> Work order
For the data below, restate word for word only the lines from the line containing "impl<T: Transport> Client<T>" through the line containing "T, config: &ClientConfig)", both ends included.

----------

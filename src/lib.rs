//! # memline
//!
//! A blocking client for the memcache text protocol:
//! - Byte-exact request encoding (`get`, `set`, `stats`)
//! - Incremental response parsing that mixes text lines with
//!   length-prefixed binary payloads
//! - Typed results (`Item`, ordered `StatsTable`) and typed failures
//!
//! ## Architecture Overview
//!
//! ```text
//! ┌─────────────────────────────────────────────────────────────┐
//! │                     Application                             │
//! └─────────────────────┬───────────────────────────────────────┘
//!                       │
//! ┌─────────────────────▼───────────────────────────────────────┐
//! │                  Client (protocol)                          │
//! │        encode command → write → parse response              │
//! └─────────────────────┬───────────────────────────────────────┘
//!                       │
//! ┌─────────────────────▼───────────────────────────────────────┐
//! │                 Transport (network)                         │
//! │   read_line / read_exact / peek_contains / read / write     │
//! └─────────────────────┬───────────────────────────────────────┘
//!                       │
//!                       ▼
//!                  TCP socket
//! ```
//!
//! ## Example
//!
//! ```no_run
//! use memline::{ClientConfig, StoreOptions};
//!
//! let mut client = ClientConfig::builder()
//!     .server_addr("127.0.0.1:11211")
//!     .build()
//!     .connect()?;
//!
//! client.set_with("greeting", b"hello", StoreOptions::default().flags(7))?;
//! let item = client.get("greeting")?;
//! assert_eq!(item.value, b"hello");
//! # Ok::<(), memline::MemlineError>(())
//! ```

// =============================================================================
// Module Declarations
// =============================================================================

pub mod error;
pub mod config;

pub mod network;
pub mod protocol;
pub mod client;

// =============================================================================
// Public API Re-exports
// =============================================================================

pub use error::{MemlineError, Result};
pub use config::{ClientConfig, ClientConfigBuilder};
pub use client::{Client, SharedClient, StoreOptions};
pub use protocol::{Item, ItemMap, StatsTable};

// =============================================================================
// Version Info
// =============================================================================

/// Current version of memline
pub const VERSION: &str = env!("CARGO_PKG_VERSION");
//! memline CLI Client
//!
//! Command-line interface for talking to a memcache server.

use std::io::{self, Write};
use std::process::ExitCode;

use clap::{Parser, Subcommand};
use memline::{Client, ClientConfig, MemlineError, StoreOptions};
use tracing_subscriber::{fmt, EnvFilter};

/// memline CLI
#[derive(Parser, Debug)]
#[command(name = "memline-cli")]
#[command(about = "CLI for memcache servers (text protocol)")]
#[command(version)]
struct Args {
    /// Server address
    #[arg(short, long, default_value = memline::config::DEFAULT_SERVER_ADDR)]
    server: String,

    /// Read/write timeout in milliseconds (0 = none)
    #[arg(short, long, default_value = "5000")]
    timeout_ms: u64,

    #[command(subcommand)]
    command: Commands,
}

#[derive(Subcommand, Debug)]
enum Commands {
    /// Get a value by key
    Get {
        /// The key to get
        key: String,
    },

    /// Get several keys in one request
    Mget {
        /// The keys to get
        #[arg(required = true)]
        keys: Vec<String>,
    },

    /// Set a key-value pair
    Set {
        /// The key to set
        key: String,

        /// The value to set
        value: String,

        /// Opaque flags stored with the value
        #[arg(short, long, default_value = "0")]
        flags: u32,

        /// Expiration time in seconds (0 = never)
        #[arg(short, long, default_value = "0")]
        exptime: i32,

        /// Do not wait for the server to acknowledge
        #[arg(long)]
        noreply: bool,
    },

    /// Print server statistics
    Stats,

    /// Send a malformed command and print whatever comes back
    Probe,
}

fn main() -> ExitCode {
    let filter = EnvFilter::try_from_default_env()
        .unwrap_or_else(|_| EnvFilter::new("warn,memline=info"));

    fmt()
        .with_env_filter(filter)
        .with_target(true)
        .with_writer(io::stderr)
        .init();

    let args = Args::parse();

    let config = ClientConfig::builder()
        .server_addr(&args.server)
        .read_timeout_ms(args.timeout_ms)
        .write_timeout_ms(args.timeout_ms)
        .build();

    let mut client = match config.connect() {
        Ok(c) => c,
        Err(e) => {
            tracing::error!("Failed to connect to {}: {}", args.server, e);
            return ExitCode::FAILURE;
        }
    };

    match run(&mut client, args.command) {
        Ok(()) => ExitCode::SUCCESS,
        Err(e) if e.is_not_found() => {
            eprintln!("{}", e);
            ExitCode::from(2)
        }
        Err(e) => {
            tracing::error!("{}", e);
            ExitCode::FAILURE
        }
    }
}

fn run(client: &mut Client, command: Commands) -> Result<(), MemlineError> {
    let stdout = io::stdout();
    let mut out = stdout.lock();

    match command {
        Commands::Get { key } => {
            let item = client.get(&key)?;
            print_item(&mut out, &item)?;
        }
        Commands::Mget { keys } => {
            let items = client.get_multi(&keys)?;
            for item in items.values() {
                print_item(&mut out, item)?;
            }
        }
        Commands::Set {
            key,
            value,
            flags,
            exptime,
            noreply,
        } => {
            let options = StoreOptions {
                flags,
                exptime,
                noreply,
            };
            client.set_with(&key, value.as_bytes(), options)?;
            if !noreply {
                writeln!(out, "STORED")?;
            }
        }
        Commands::Stats => client.print_stats(&mut out)?,
        Commands::Probe => {
            let reply = client.send_malformed_command()?;
            writeln!(out, "{}", String::from_utf8_lossy(&reply))?;
        }
    }

    Ok(())
}

fn print_item<W: Write>(out: &mut W, item: &memline::Item) -> io::Result<()> {
    writeln!(
        out,
        "{} (flags={}): {}",
        item.key,
        item.flags,
        String::from_utf8_lossy(&item.value)
    )
}
//! Protocol Client
//!
//! Issues commands over one transport and parses the replies.
//!
//! ## Concurrency
//! A `Client` owns a single stream and runs a strict write-then-read
//! sequence per call; there is no pipelining. Sharing one across threads
//! requires external locking, which [`SharedClient`] provides.

use std::io::Write;
use std::sync::Arc;

use parking_lot::Mutex;

use crate::config::ClientConfig;
use crate::error::{MemlineError, Result};
use crate::network::{TcpTransport, Transport};
use crate::protocol::{
    encode_command, read_set_reply, read_stats, read_values, Command, Item, ItemMap, StatsTable,
};

/// Per-write options for `set`
#[derive(Debug, Clone, Copy, Default, PartialEq, Eq)]
pub struct StoreOptions {
    /// Opaque flags stored alongside the value
    pub flags: u32,

    /// Expiration time (0 = never, relative seconds, or a unix timestamp)
    pub exptime: i32,

    /// Skip the server acknowledgment.
    ///
    /// The server's reply is never read, so a rejected write goes unnoticed.
    pub noreply: bool,
}

impl StoreOptions {
    pub fn flags(mut self, flags: u32) -> Self {
        self.flags = flags;
        self
    }

    pub fn exptime(mut self, exptime: i32) -> Self {
        self.exptime = exptime;
        self
    }

    pub fn noreply(mut self, noreply: bool) -> Self {
        self.noreply = noreply;
        self
    }
}

/// Client for one memcache server connection
pub struct Client<T: Transport = TcpTransport> {
    /// Stream to the server
    transport: T,

    /// Reject unsafe keys before they reach the wire
    validate_keys: bool,

    /// Max bytes returned by the malformed command probe
    probe_read_limit: usize,
}

impl Client<TcpTransport> {
    /// Connect using the given config
    pub fn connect(config: &ClientConfig) -> Result<Self> {
        let transport = TcpTransport::connect(config)?;
        Ok(Self {
            transport,
            validate_keys: config.validate_keys,
            probe_read_limit: config.probe_read_limit,
        })
    }
}

impl<T: Transport> Client<T> {
    /// Wrap an already-open transport with default settings
    pub fn with_transport(transport: T) -> Self {
        Self::with_transport_and_config(transport, &ClientConfig::default())
    }

    /// Wrap an already-open transport, taking protocol settings from `config`
    pub fn with_transport_and_config(transport: T, config: &ClientConfig) -> Self {
        Self {
            transport,
            validate_keys: config.validate_keys,
            probe_read_limit: config.probe_read_limit,
        }
    }

    pub fn transport_mut(&mut self) -> &mut T {
        &mut self.transport
    }

    pub fn into_inner(self) -> T {
        self.transport
    }

    /// Validate (if enabled), encode and write a command
    fn send(&mut self, command: &Command) -> Result<()> {
        if self.validate_keys {
            command.validate()?;
        }
        let bytes = encode_command(command);
        tracing::trace!("Sending {} ({} bytes)", command.command_type().verb(), bytes.len());
        self.transport.write(&bytes)
    }

    // =========================================================================
    // Retrieval
    // =========================================================================

    /// Fetch several keys in one round trip
    ///
    /// Keys the server does not hold are simply absent from the result.
    pub fn get_multi<K: AsRef<str>>(&mut self, keys: &[K]) -> Result<ItemMap> {
        let command = Command::Get {
            keys: keys.iter().map(|k| k.as_ref().to_string()).collect(),
        };
        tracing::debug!("get {} key(s)", keys.len());
        self.send(&command)?;
        read_values(&mut self.transport)
    }

    /// Fetch one key, failing with `ItemNotFound` on a miss
    pub fn get(&mut self, key: &str) -> Result<Item> {
        self.get_multi(&[key])?
            .remove(key)
            .ok_or_else(|| MemlineError::ItemNotFound {
                key: key.to_string(),
            })
    }

    // =========================================================================
    // Storage
    // =========================================================================

    /// Store a value with zero flags, no expiry, and an acknowledged reply
    pub fn set(&mut self, key: &str, value: &[u8]) -> Result<()> {
        self.set_with(key, value, StoreOptions::default())
    }

    /// Store a value
    ///
    /// With `options.noreply` set, nothing is read back and the call
    /// succeeds once the bytes are written, whatever the server decides.
    pub fn set_with(&mut self, key: &str, value: &[u8], options: StoreOptions) -> Result<()> {
        let command = Command::Set {
            key: key.to_string(),
            value: value.to_vec(),
            flags: options.flags,
            exptime: options.exptime,
            noreply: options.noreply,
        };
        tracing::debug!("set {:?} ({} bytes, noreply={})", key, value.len(), options.noreply);
        self.send(&command)?;

        if options.noreply {
            return Ok(());
        }
        read_set_reply(&mut self.transport, key, value)
    }

    // =========================================================================
    // Stats
    // =========================================================================

    /// Fetch general-purpose server statistics in server order
    pub fn get_stats(&mut self) -> Result<StatsTable> {
        tracing::debug!("stats");
        self.send(&Command::Stats)?;
        read_stats(&mut self.transport)
    }

    /// Write `name: value` lines for every statistic
    pub fn print_stats<W: Write>(&mut self, out: &mut W) -> Result<()> {
        let stats = self.get_stats()?;
        for (name, value) in stats.iter() {
            writeln!(out, "{}: {}", name, value)?;
        }
        Ok(())
    }

    // =========================================================================
    // Diagnostics
    // =========================================================================

    /// Send an invalid `set` that makes the server drop the connection
    ///
    /// Returns whatever arrived in one bounded read, trimmed of surrounding
    /// whitespace (often empty). The client is unusable afterwards.
    pub fn send_malformed_command(&mut self) -> Result<Vec<u8>> {
        tracing::debug!("Sending malformed command probe");
        self.send(&Command::Malformed)?;
        let reply = self.transport.read(self.probe_read_limit)?;

        let start = reply
            .iter()
            .position(|b| !b.is_ascii_whitespace())
            .unwrap_or(reply.len());
        let end = reply
            .iter()
            .rposition(|b| !b.is_ascii_whitespace())
            .map_or(start, |pos| pos + 1);
        Ok(reply[start..end].to_vec())
    }
}

/// A [`Client`] behind a lock, for use from several threads
///
/// Each call holds the lock for its whole request/response exchange.
pub struct SharedClient<T: Transport = TcpTransport> {
    inner: Arc<Mutex<Client<T>>>,
}

impl<T: Transport> Clone for SharedClient<T> {
    fn clone(&self) -> Self {
        Self {
            inner: Arc::clone(&self.inner),
        }
    }
}

impl<T: Transport> SharedClient<T> {
    pub fn new(client: Client<T>) -> Self {
        Self {
            inner: Arc::new(Mutex::new(client)),
        }
    }

    /// Run `f` with exclusive access to the client
    pub fn with<R>(&self, f: impl FnOnce(&mut Client<T>) -> R) -> R {
        let mut client = self.inner.lock();
        f(&mut *client)
    }

    pub fn get(&self, key: &str) -> Result<Item> {
        self.with(|c| c.get(key))
    }

    pub fn get_multi<K: AsRef<str>>(&self, keys: &[K]) -> Result<ItemMap> {
        self.with(|c| c.get_multi(keys))
    }

    pub fn set(&self, key: &str, value: &[u8]) -> Result<()> {
        self.with(|c| c.set(key, value))
    }

    pub fn set_with(&self, key: &str, value: &[u8], options: StoreOptions) -> Result<()> {
        self.with(|c| c.set_with(key, value, options))
    }

    pub fn get_stats(&self) -> Result<StatsTable> {
        self.with(|c| c.get_stats())
    }
}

----------

> Result
impl<T: Transport> Client<T> {
    /// Wrap an already-open transport with default settings
    pub fn with_transport(transport: T) -> Self {
        Self::with_transport_and_config(transport, &ClientConfig::default())
    }

    /// Wrap an already-open transport, taking protocol settings from `config`
    pub fn with_transport_and_config(transport: T, config: &ClientConfig) -> Self {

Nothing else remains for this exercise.